They’re not the first states to open up eligibility to everyone 16 and over — Alaska, West Virginia, and Mississippi are already doing that — but together Texas and Georgia account for 40 million people, more than a tenth of the U.S. population. And Texas is the second-most populous state, of course, behind only California. Having a jurisdiction that large dishing out vaccines to all comers will put pressure on the 45 states that are still following priority schemes to make their doses available to all adults who want them sooner rather than later.
Remember that Biden set a deadline of May 1 for states to open eligibility to the general population. I wonder if there’ll be a single state that hasn’t already done that by the end of the first week of April, say.
The Texas Department of State Health Services is still asking providers to prioritize appointments for people who are 80 and older, and to prioritize walk-ins from anyone in that age group who shows up without an appointment. The vaccines are not limited to Texas residents, and citizenship is not a requirement for the vaccine…
The vaccine is still in short supply as the announcement makes about 22 million people eligible on Monday. The state has been allocated more than 14 million doses since distribution began in December — far short of the supply needed to fully vaccinate everyone right away…
“Economics will play into this whole situation, where folks who are less able to access the resources are going to have a harder time getting it,” Prince said. “The concern I still have is how do we meet the demand in an equitable way, and right now I think we’re still struggling with that.”
The five states that will soon have general eligibility for the vaccine are an interesting mix. They’re all red (well, reddish-purple in Georgia’s case), and red states may be a little more willing to part from priority schemes driven by “equity” considerations in the interest of getting people vaccinated faster. But the group of five is also a strange collection of underperformers and overperformers on vaccinations. Alaska and West Virginia have been two of the big success stories of the national effort, with the former currently ranked second among states by share of first doses distributed and the latter having immunized its nursing-home residents at an unusually fast pace. But the other three are laggards. Texas, Georgia, and Mississippi are all in the bottom seven as measured by share of first doses administered, each below the national average of 25 percent. They’re in the bottom 10 measured by the share of the population that’s been fully vaccinated as well.
Which makes me wonder: Maybe public health experts there fear they’ve hit a “wall” in vaccine hesitancy among the currently eligible population and have concluded that the only way to keep things moving with doses is to make everyone eligible. Remember that Republicans as a group are more likely to say they’ll turn down the shot than other demographics are. From YouGov:
Texas and Georgia may have discovered that they’ve already worked their way through most of the older, willing conservative population and have now run up against a more hesitant remnant. They can either hold the current supply of doses back for those people for a few more weeks while trying to coax them into getting the jab, probably with minimal success, or they can open it up to everyone and pick up the pace on herd immunity. If that’s what’s happening here then we’ll probably continue to see redder states overrepresented among those that are earliest to make the entire adult population eligible for the vaccine.

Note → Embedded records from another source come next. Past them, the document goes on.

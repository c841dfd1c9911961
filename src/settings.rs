use std::fs;
use std::path::{Path, PathBuf};
use std::time::Duration;

use anyhow::{Context, anyhow};
use serde::{Deserialize, Serialize};
use tracing::warn;

const APP_DIR: &str = "taskboard";
const DATABASE_FILE: &str = "taskboard.sqlite";
const MIN_CHANGE_BUFFER: usize = 16;
const MAX_CHANGE_BUFFER: usize = 4_096;
const DEFAULT_CHANGE_BUFFER: usize = 256;
const MIN_NOTICE_CAPACITY: usize = 1;
const MAX_NOTICE_CAPACITY: usize = 50;
const DEFAULT_NOTICE_CAPACITY: usize = 5;
const MIN_NOTIFICATION_DURATION_MS: u64 = 500;
const MAX_NOTIFICATION_DURATION_MS: u64 = 60_000;
const DEFAULT_NOTIFICATION_DURATION_MS: u64 = 4_000;

#[derive(Debug, Clone, PartialEq, Serialize, Deserialize)]
#[serde(default)]
pub struct Settings {
    #[serde(skip_serializing_if = "Option::is_none")]
    pub database_path: Option<PathBuf>,
    pub change_buffer: usize,
    pub notice_capacity: usize,
    pub notification_display_duration_ms: u64,
}

impl Default for Settings {
    fn default() -> Self {
        Self {
            database_path: None,
            change_buffer: DEFAULT_CHANGE_BUFFER,
            notice_capacity: DEFAULT_NOTICE_CAPACITY,
            notification_display_duration_ms: DEFAULT_NOTIFICATION_DURATION_MS,
        }
    }
}

impl Settings {
    pub fn config_path() -> Option<PathBuf> {
        let mut path = dirs::config_dir()?;
        path.push(APP_DIR);
        path.push("settings.toml");
        Some(path)
    }

    pub fn load() -> Self {
        let Some(path) = Self::config_path() else {
            return Self::default();
        };

        Self::load_from_path(&path)
    }

    pub fn load_from_path(path: &Path) -> Self {
        if !path.exists() {
            return Self::default();
        }

        match fs::read_to_string(path) {
            Ok(contents) => match toml::from_str::<Self>(&contents) {
                Ok(mut settings) => {
                    settings.validate();
                    settings
                }
                Err(error) => {
                    warn!(
                        "failed to parse settings config '{}': {}",
                        path.display(),
                        error
                    );
                    Self::default()
                }
            },
            Err(error) => {
                warn!(
                    "failed to read settings config '{}': {}",
                    path.display(),
                    error
                );
                Self::default()
            }
        }
    }

    pub fn save(&self) -> anyhow::Result<()> {
        let path = Self::config_path().ok_or_else(|| anyhow!("unable to determine config path"))?;
        self.save_to_path(&path)
    }

    pub fn save_to_path(&self, path: &Path) -> anyhow::Result<()> {
        let parent = path
            .parent()
            .ok_or_else(|| anyhow!("invalid settings config path"))?;
        fs::create_dir_all(parent)
            .with_context(|| format!("failed to create config directory '{}'", parent.display()))?;

        let mut validated = self.clone();
        validated.validate();
        let contents =
            toml::to_string_pretty(&validated).context("failed to serialize settings to TOML")?;

        let file_name = path
            .file_name()
            .ok_or_else(|| anyhow!("invalid settings config file name"))?
            .to_string_lossy()
            .to_string();
        let tmp_path = path.with_file_name(format!(".{file_name}.tmp"));

        fs::write(&tmp_path, contents).with_context(|| {
            format!(
                "failed to write temporary settings file '{}'",
                tmp_path.display()
            )
        })?;
        fs::rename(&tmp_path, path).with_context(|| {
            format!(
                "failed to atomically rename settings file '{}' to '{}'",
                tmp_path.display(),
                path.display()
            )
        })?;

        Ok(())
    }

    /// Database location: the configured override, else the platform data dir.
    pub fn resolved_database_path(&self) -> anyhow::Result<PathBuf> {
        if let Some(path) = &self.database_path {
            return Ok(path.clone());
        }
        let mut path =
            dirs::data_local_dir().ok_or_else(|| anyhow!("unable to determine data directory"))?;
        path.push(APP_DIR);
        path.push(DATABASE_FILE);
        Ok(path)
    }

    pub fn notification_display_duration(&self) -> Duration {
        Duration::from_millis(self.notification_display_duration_ms)
    }

    fn validate(&mut self) {
        self.change_buffer = self
            .change_buffer
            .clamp(MIN_CHANGE_BUFFER, MAX_CHANGE_BUFFER);
        self.notice_capacity = self
            .notice_capacity
            .clamp(MIN_NOTICE_CAPACITY, MAX_NOTICE_CAPACITY);
        self.notification_display_duration_ms = self
            .notification_display_duration_ms
            .clamp(MIN_NOTIFICATION_DURATION_MS, MAX_NOTIFICATION_DURATION_MS);

        if self
            .database_path
            .as_ref()
            .is_some_and(|path| path.as_os_str().is_empty())
        {
            warn!("empty database_path in settings config; using the default location");
            self.database_path = None;
        }
    }
}
//! Ledger of optimistic mutations whose durable write is still outstanding.
//!
//! Each entry holds the pre-mutation value only until its write completes.
//! A remote snapshot for the same entity supersedes the entry: the write's
//! completion must then neither roll back nor re-apply anything.

use std::collections::HashMap;

use uuid::Uuid;

use crate::error::WriteOperation;
use crate::types::Task;

#[derive(Debug, Clone, Copy, Eq, PartialEq, Hash)]
pub enum PendingKey {
    TaskPlacement(Uuid),
    TaskTitle(Uuid),
    /// Several task fields written together.
    TaskFields(Uuid),
    TaskRemoval(Uuid),
    StatusName(Uuid),
}

impl PendingKey {
    pub fn entity(self) -> Uuid {
        match self {
            PendingKey::TaskPlacement(id)
            | PendingKey::TaskTitle(id)
            | PendingKey::TaskFields(id)
            | PendingKey::TaskRemoval(id)
            | PendingKey::StatusName(id) => id,
        }
    }
}

#[derive(Debug, Clone, Eq, PartialEq)]
pub enum Snapshot {
    Placement {
        status_id: Option<Uuid>,
        position: i64,
    },
    Title(String),
    StatusName(String),
    Task(Box<Task>),
    Removed(Box<Task>),
}

#[derive(Debug, Clone, Copy, Eq, PartialEq, Hash, PartialOrd, Ord)]
pub struct WriteToken(u64);

impl std::fmt::Display for WriteToken {
    fn fmt(&self, f: &mut std::fmt::Formatter<'_>) -> std::fmt::Result {
        write!(f, "w{}", self.0)
    }
}

#[derive(Debug, Clone)]
struct PendingEntry {
    token: WriteToken,
    operation: WriteOperation,
    previous: Snapshot,
    superseded: bool,
}

/// What a finished write means for local state.
#[derive(Debug, Clone, Eq, PartialEq)]
pub enum Settled {
    Confirmed,
    RollBack { key: PendingKey, previous: Snapshot },
    /// A remote snapshot already replaced the optimistic value.
    Superseded,
    /// A newer write took over the key, or the entity is gone.
    Stale,
}

#[derive(Debug, Default)]
pub struct PendingWrites {
    next_token: u64,
    entries: HashMap<PendingKey, PendingEntry>,
}

impl PendingWrites {
    pub fn new() -> Self {
        Self::default()
    }

    /// Records an optimistic mutation. A newer write on the same key replaces
    /// the older entry, whose completion then settles as `Stale`.
    pub fn begin(
        &mut self,
        key: PendingKey,
        operation: WriteOperation,
        previous: Snapshot,
    ) -> WriteToken {
        let token = WriteToken(self.next_token);
        self.next_token += 1;
        self.entries.insert(
            key,
            PendingEntry {
                token,
                operation,
                previous,
                superseded: false,
            },
        );
        token
    }

    pub fn settle(&mut self, token: WriteToken, succeeded: bool) -> Settled {
        let Some(key) = self
            .entries
            .iter()
            .find(|(_, entry)| entry.token == token)
            .map(|(key, _)| *key)
        else {
            return Settled::Stale;
        };
        let Some(entry) = self.entries.remove(&key) else {
            return Settled::Stale;
        };

        match (succeeded, entry.superseded) {
            (_, true) => Settled::Superseded,
            (true, false) => Settled::Confirmed,
            (false, false) => Settled::RollBack {
                key,
                previous: entry.previous,
            },
        }
    }

    pub fn supersede_entity(&mut self, entity: Uuid) -> usize {
        let mut count = 0;
        for (key, entry) in self.entries.iter_mut() {
            if key.entity() == entity && !entry.superseded {
                entry.superseded = true;
                count += 1;
            }
        }
        count
    }

    pub fn supersede_all(&mut self) {
        for entry in self.entries.values_mut() {
            entry.superseded = true;
        }
    }

    pub fn forget_entity(&mut self, entity: Uuid) -> usize {
        let before = self.entries.len();
        self.entries.retain(|key, _| key.entity() != entity);
        before - self.entries.len()
    }

    pub fn is_pending(&self, entity: Uuid) -> bool {
        self.entries.keys().any(|key| key.entity() == entity)
    }

    pub fn operation(&self, key: PendingKey) -> Option<WriteOperation> {
        self.entries.get(&key).map(|entry| entry.operation)
    }

    pub fn len(&self) -> usize {
        self.entries.len()
    }

    pub fn is_empty(&self) -> bool {
        self.entries.is_empty()
    }
}
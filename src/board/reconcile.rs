//! Applies change-feed events to the local board.
//!
//! The last event observed for an entity wins. Local interactions are only
//! consulted to keep a draft under edit intact and to end drags or edits of
//! tasks that no longer exist.

use crate::types::{ChangeEvent, Status, Task};

use super::Board;
use super::drag::DragController;
use super::edit::{EditTarget, InlineEditor};
use super::pending::PendingWrites;

#[derive(Debug, Clone, Copy, Eq, PartialEq)]
pub enum ReconcileOutcome {
    Inserted,
    Replaced,
    Removed,
    /// Another project's event, or a delete of something never seen.
    Ignored,
}

#[derive(Debug, Clone, Copy, Eq, PartialEq)]
pub struct Reconciled {
    pub outcome: ReconcileOutcome,
    /// Pending writes the event superseded or forgot.
    pub pending_cleared: usize,
    /// The field under edit kept its local value.
    pub shielded: bool,
    /// A drag or inline edit was cancelled because its task is gone.
    pub interrupted: bool,
}

impl Reconciled {
    fn ignored() -> Self {
        Self {
            outcome: ReconcileOutcome::Ignored,
            pending_cleared: 0,
            shielded: false,
            interrupted: false,
        }
    }
}

pub fn reconcile(
    board: &mut Board,
    pending: &mut PendingWrites,
    editor: &mut InlineEditor,
    drag: &mut DragController,
    event: ChangeEvent,
) -> Reconciled {
    if event.project_id() != board.project_id() {
        return Reconciled::ignored();
    }

    match event {
        ChangeEvent::TaskCreated(task) | ChangeEvent::TaskUpdated(task) => {
            apply_task(board, pending, editor, task)
        }
        ChangeEvent::StatusCreated(status) | ChangeEvent::StatusUpdated(status) => {
            apply_status(board, pending, editor, status)
        }
        ChangeEvent::TaskDeleted { id, .. } => {
            let pending_cleared = pending.forget_entity(id);
            let dropped_drag = drag.invalidate(id);
            let dropped_edit = editor.invalidate(id);
            let outcome = match board.remove_task(id) {
                Some(_) => ReconcileOutcome::Removed,
                None => ReconcileOutcome::Ignored,
            };
            Reconciled {
                outcome,
                pending_cleared,
                shielded: false,
                interrupted: dropped_drag || dropped_edit,
            }
        }
    }
}

fn apply_task(
    board: &mut Board,
    pending: &mut PendingWrites,
    editor: &mut InlineEditor,
    mut task: Task,
) -> Reconciled {
    let pending_cleared = pending.supersede_entity(task.id);
    let target = EditTarget::TaskTitle(task.id);
    let local_title = board.task(task.id).map(|current| current.title.clone());

    let mut shielded = false;
    if editor.target() == Some(target)
        && let Some(local_title) = local_title
    {
        let incoming = std::mem::replace(&mut task.title, local_title);
        editor.note_remote_value(target, incoming);
        shielded = true;
    }

    let outcome = if board.upsert_task(task) {
        ReconcileOutcome::Inserted
    } else {
        ReconcileOutcome::Replaced
    };
    Reconciled {
        outcome,
        pending_cleared,
        shielded,
        interrupted: false,
    }
}

fn apply_status(
    board: &mut Board,
    pending: &mut PendingWrites,
    editor: &mut InlineEditor,
    mut status: Status,
) -> Reconciled {
    let pending_cleared = pending.supersede_entity(status.id);
    let target = EditTarget::StatusName(status.id);
    let local_name = board.status(status.id).map(|current| current.name.clone());

    let mut shielded = false;
    if editor.target() == Some(target)
        && let Some(local_name) = local_name
    {
        let incoming = std::mem::replace(&mut status.name, local_name);
        editor.note_remote_value(target, incoming);
        shielded = true;
    }

    let outcome = if board.upsert_status(status) {
        ReconcileOutcome::Inserted
    } else {
        ReconcileOutcome::Replaced
    };
    Reconciled {
        outcome,
        pending_cleared,
        shielded,
        interrupted: false,
    }
}
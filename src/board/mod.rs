//! Render-ready board model and the controllers that mutate it.
//!
//! Bucket membership is always derived from each task's status reference;
//! the board only owns presentation order inside a bucket.

pub mod drag;
pub mod edit;
pub mod pending;
pub mod reconcile;

use std::collections::HashMap;

use uuid::Uuid;

use crate::types::{Status, Task};

/// Gap left between appended tasks so later drops can land between them.
pub const POSITION_STEP: i64 = 1024;

#[derive(Debug, Clone, Copy, Eq, PartialEq, Hash)]
pub enum Bucket {
    Status(Uuid),
    Unassigned,
}

#[derive(Debug, Clone, Copy, Eq, PartialEq)]
pub enum Placement {
    Before,
    After,
}

#[derive(Debug)]
pub struct Column<'a> {
    pub status: &'a Status,
    pub tasks: Vec<&'a Task>,
}

#[derive(Debug, Clone, Eq, PartialEq)]
struct TaskEntry {
    task: Task,
    seq: u64,
}

#[derive(Debug, Clone, Eq, PartialEq)]
pub struct Board {
    project_id: Uuid,
    statuses: HashMap<Uuid, Status>,
    tasks: HashMap<Uuid, TaskEntry>,
    next_seq: u64,
}

impl Board {
    pub fn new(project_id: Uuid) -> Self {
        Self {
            project_id,
            statuses: HashMap::new(),
            tasks: HashMap::new(),
            next_seq: 0,
        }
    }

    /// Builds a board from fetched collections. Fetch order becomes the
    /// tie-breaker for tasks sharing a position.
    pub fn from_snapshot(project_id: Uuid, statuses: Vec<Status>, tasks: Vec<Task>) -> Self {
        let mut board = Self::new(project_id);
        board.replace_all(statuses, tasks);
        board
    }

    pub fn replace_all(&mut self, statuses: Vec<Status>, tasks: Vec<Task>) {
        self.statuses.clear();
        self.tasks.clear();
        self.next_seq = 0;
        for status in statuses {
            self.upsert_status(status);
        }
        for task in tasks {
            self.upsert_task(task);
        }
    }

    pub fn project_id(&self) -> Uuid {
        self.project_id
    }

    pub fn status(&self, id: Uuid) -> Option<&Status> {
        self.statuses.get(&id)
    }

    pub fn task(&self, id: Uuid) -> Option<&Task> {
        self.tasks.get(&id).map(|entry| &entry.task)
    }

    pub fn contains_task(&self, id: Uuid) -> bool {
        self.tasks.contains_key(&id)
    }

    pub fn task_count(&self) -> usize {
        self.tasks.len()
    }

    pub fn status_count(&self) -> usize {
        self.statuses.len()
    }

    /// Statuses in left-to-right order, independent of fetch or event order.
    pub fn all_statuses(&self) -> Vec<&Status> {
        let mut statuses = self.statuses.values().collect::<Vec<_>>();
        statuses.sort_by_key(|status| (status.position, status.id));
        statuses
    }

    pub fn status_by_name(&self, name: &str) -> Option<&Status> {
        let needle = name.trim();
        self.all_statuses()
            .into_iter()
            .find(|status| status.name.eq_ignore_ascii_case(needle))
    }

    pub fn bucket_of(&self, task: &Task) -> Bucket {
        match task.status_id {
            Some(status_id) if self.statuses.contains_key(&status_id) => Bucket::Status(status_id),
            _ => Bucket::Unassigned,
        }
    }

    pub fn tasks_in_status(&self, status_id: Uuid) -> Vec<&Task> {
        if !self.statuses.contains_key(&status_id) {
            return Vec::new();
        }
        self.bucket(Bucket::Status(status_id))
    }

    pub fn unassigned(&self) -> Vec<&Task> {
        self.bucket(Bucket::Unassigned)
    }

    pub fn columns(&self) -> Vec<Column<'_>> {
        self.all_statuses()
            .into_iter()
            .map(|status| Column {
                status,
                tasks: self.tasks_in_status(status.id),
            })
            .collect()
    }

    fn bucket(&self, bucket: Bucket) -> Vec<&Task> {
        let mut entries = self
            .tasks
            .values()
            .filter(|entry| self.bucket_of(&entry.task) == bucket)
            .collect::<Vec<_>>();
        entries.sort_by_key(|entry| (entry.task.position, entry.seq));
        entries.into_iter().map(|entry| &entry.task).collect()
    }

    /// Inserts or overwrites a task snapshot. Returns `true` on insert.
    pub fn upsert_task(&mut self, task: Task) -> bool {
        match self.tasks.get_mut(&task.id) {
            Some(entry) => {
                entry.task = task;
                false
            }
            None => {
                let seq = self.next_seq;
                self.next_seq += 1;
                self.tasks.insert(task.id, TaskEntry { task, seq });
                true
            }
        }
    }

    pub fn remove_task(&mut self, id: Uuid) -> Option<Task> {
        self.tasks.remove(&id).map(|entry| entry.task)
    }

    /// Inserts or overwrites a status. Returns `true` on insert.
    pub fn upsert_status(&mut self, status: Status) -> bool {
        self.statuses.insert(status.id, status).is_none()
    }

    pub fn set_task_placement(&mut self, id: Uuid, status_id: Option<Uuid>, position: i64) -> bool {
        self.set_task_status(id, status_id) && self.set_task_position(id, position)
    }

    pub fn set_task_status(&mut self, id: Uuid, status_id: Option<Uuid>) -> bool {
        let Some(entry) = self.tasks.get_mut(&id) else {
            return false;
        };
        entry.task.status_id = status_id;
        true
    }

    pub fn set_task_position(&mut self, id: Uuid, position: i64) -> bool {
        let Some(entry) = self.tasks.get_mut(&id) else {
            return false;
        };
        entry.task.position = position;
        true
    }

    pub fn set_task_title(&mut self, id: Uuid, title: impl Into<String>) -> bool {
        let Some(entry) = self.tasks.get_mut(&id) else {
            return false;
        };
        entry.task.title = title.into();
        true
    }

    pub fn set_status_name(&mut self, id: Uuid, name: impl Into<String>) -> bool {
        let Some(status) = self.statuses.get_mut(&id) else {
            return false;
        };
        status.name = name.into();
        true
    }

    /// Position for a task dropped into `status_id`, either appended or
    /// placed next to `anchor`. The moving task is ignored when looking at
    /// neighbours. Without an integer gap the anchor's own position is reused
    /// and arrival order settles the tie.
    pub fn position_for_drop(
        &self,
        status_id: Uuid,
        anchor: Option<(Uuid, Placement)>,
        moving: Uuid,
    ) -> i64 {
        let siblings = self
            .tasks_in_status(status_id)
            .into_iter()
            .filter(|task| task.id != moving)
            .collect::<Vec<_>>();

        let append = || {
            siblings
                .last()
                .map(|last| last.position.saturating_add(POSITION_STEP))
                .unwrap_or(0)
        };

        let Some((anchor_id, placement)) = anchor else {
            return append();
        };
        let Some(index) = siblings.iter().position(|task| task.id == anchor_id) else {
            return append();
        };
        let anchor_position = siblings[index].position;

        let neighbour = match placement {
            Placement::Before => index.checked_sub(1).map(|prev| siblings[prev].position),
            Placement::After => siblings.get(index + 1).map(|next| next.position),
        };

        match (placement, neighbour) {
            (Placement::Before, None) => anchor_position.saturating_sub(POSITION_STEP),
            (Placement::After, None) => anchor_position.saturating_add(POSITION_STEP),
            (Placement::Before, Some(prev)) => midpoint(prev, anchor_position),
            (Placement::After, Some(next)) => midpoint(anchor_position, next),
        }
    }

    /// Verifies that every task sits in exactly one bucket.
    pub fn check_invariants(&self) -> Result<(), String> {
        let mut seen: HashMap<Uuid, usize> = HashMap::new();
        for status in self.all_statuses() {
            for task in self.tasks_in_status(status.id) {
                *seen.entry(task.id).or_default() += 1;
            }
        }
        for task in self.unassigned() {
            *seen.entry(task.id).or_default() += 1;
        }

        for id in self.tasks.keys() {
            match seen.get(id).copied().unwrap_or(0) {
                1 => {}
                count => return Err(format!("task {id} appears in {count} buckets")),
            }
        }
        if seen.len() != self.tasks.len() {
            return Err(format!(
                "buckets hold {} tasks but the collection has {}",
                seen.len(),
                self.tasks.len()
            ));
        }
        Ok(())
    }
}

fn midpoint(low: i64, high: i64) -> i64 {
    let (low, high) = (i128::from(low), i128::from(high));
    let gap = high - low;
    let mid = if gap >= 2 { low + gap / 2 } else { high };
    i64::try_from(mid).unwrap_or(i64::MAX)
}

The Times has a downer of a story today about people who got both shots and then came down with COVID anyway, in some cases with symptoms. The bad news is that it’s possible; we all equate “95 percent effective” with “I won’t get sick after I’m vaccinated” even though we know rationally that that’s not what “95 percent effective” means. The good news is that post-vaccination illness appears to be very rare. Very:
One study found that just four out of 8,121 fully vaccinated employees at the University of Texas Southwestern Medical Center in Dallas became infected. The other found that only seven out of 14,990 workers at UC San Diego Health and the David Geffen School of Medicine at the University of California, Los Angeles tested positive two or more weeks after receiving a second dose of either the Pfizer-BioNTech or Moderna vaccines. Both reports, published on Tuesday in the New England Journal of Medicine, show how well the vaccines work in the real world, and during a period of intense transmission.
That’s four and seven infections, respectively, out of thousands and thousands of vaccinated people. Not four and seven illnesses. Relatedly, new data from Israel shows that the Pfizer vaccine is 99.3 percent effective at preventing symptomatic illness two weeks after the second shot. The Times’s takeaway from its story is that, although the risk of transmission is small, vaccinated people should continue to wear masks because they can still catch the virus afterward. But really, the risk is so small that the takeaway should be the opposite — if infections among the vaccinated are this incredibly unlikely, there should be nothing holding them back from getting back to normal socializing. The NYT and Israeli stories are an argument for fewer precautions among the immunized, not more.
I’ll leave you with this analysis, which estimates that 25 percent of the population refusing to get vaccinated will mean 4.6 million more cases this year — most or all of which could be avoided. And the human cost isn’t the only cost. Quote: “Universal vaccination would mean 8.3 million fewer virus cases this year, and would trigger an economic boom according to the projections, with fourth-quarter GDP growth 2 percentage points faster and an extra 2.6 million jobs created by December.”